+++ Data to use +++

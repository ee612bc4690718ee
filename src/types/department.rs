//! Department records
//!
//! Flat records persisted alongside the ledger. They carry no derived state and
//! never take part in balance computation.

use rust_decimal::Decimal;
use serde::{Deserialize, Serialize};

pub type DepartmentId = String;

/// A study or business line inside a department
#[derive(Debug, Clone, PartialEq, Serialize, Deserialize)]
#[serde(rename_all = "camelCase")]
pub struct Specialization {
    pub id: String,
    pub name: String,
    #[serde(default, skip_serializing_if = "Option::is_none")]
    pub description: Option<String>,
    #[serde(default, skip_serializing_if = "Option::is_none")]
    pub active_students: Option<u32>,
    #[serde(default)]
    pub revenue: Decimal,
}

#[derive(Debug, Clone, PartialEq, Serialize, Deserialize)]
#[serde(rename_all = "camelCase")]
pub struct Department {
    pub id: DepartmentId,
    pub name: String,
    pub manager: String,
    #[serde(default)]
    pub description: String,
    #[serde(default)]
    pub budget: Decimal,
    #[serde(default)]
    pub expenses: Decimal,
    #[serde(default)]
    pub specializations: Vec<Specialization>,
    #[serde(default)]
    pub is_deleted: bool,
}

impl Department {
    pub fn from_draft(id: DepartmentId, draft: DepartmentDraft) -> Self {
        Department {
            id,
            name: draft.name,
            manager: draft.manager,
            description: draft.description,
            budget: draft.budget,
            expenses: draft.expenses,
            specializations: draft.specializations,
            is_deleted: false,
        }
    }
}

#[derive(Debug, Clone, PartialEq, Default)]
pub struct DepartmentDraft {
    pub name: String,
    pub manager: String,
    pub description: String,
    pub budget: Decimal,
    pub expenses: Decimal,
    pub specializations: Vec<Specialization>,
}

/// A single allowed field change on a department
#[derive(Debug, Clone, PartialEq)]
pub enum DepartmentUpdate {
    Name(String),
    Manager(String),
    Description(String),
    Budget(Decimal),
    Expenses(Decimal),
    Specializations(Vec<Specialization>),
}

impl DepartmentUpdate {
    pub fn apply(self, department: &mut Department) {
        match self {
            DepartmentUpdate::Name(name) => department.name = name,
            DepartmentUpdate::Manager(manager) => department.manager = manager,
            DepartmentUpdate::Description(description) => department.description = description,
            DepartmentUpdate::Budget(budget) => department.budget = budget,
            DepartmentUpdate::Expenses(expenses) => department.expenses = expenses,
            DepartmentUpdate::Specializations(specializations) => {
                department.specializations = specializations
            }
        }
    }
}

+++

Throughout the records, the word "DepartmentId" shows up on certain lines. Report how many lines, with only the number.

### Response for this exercise
3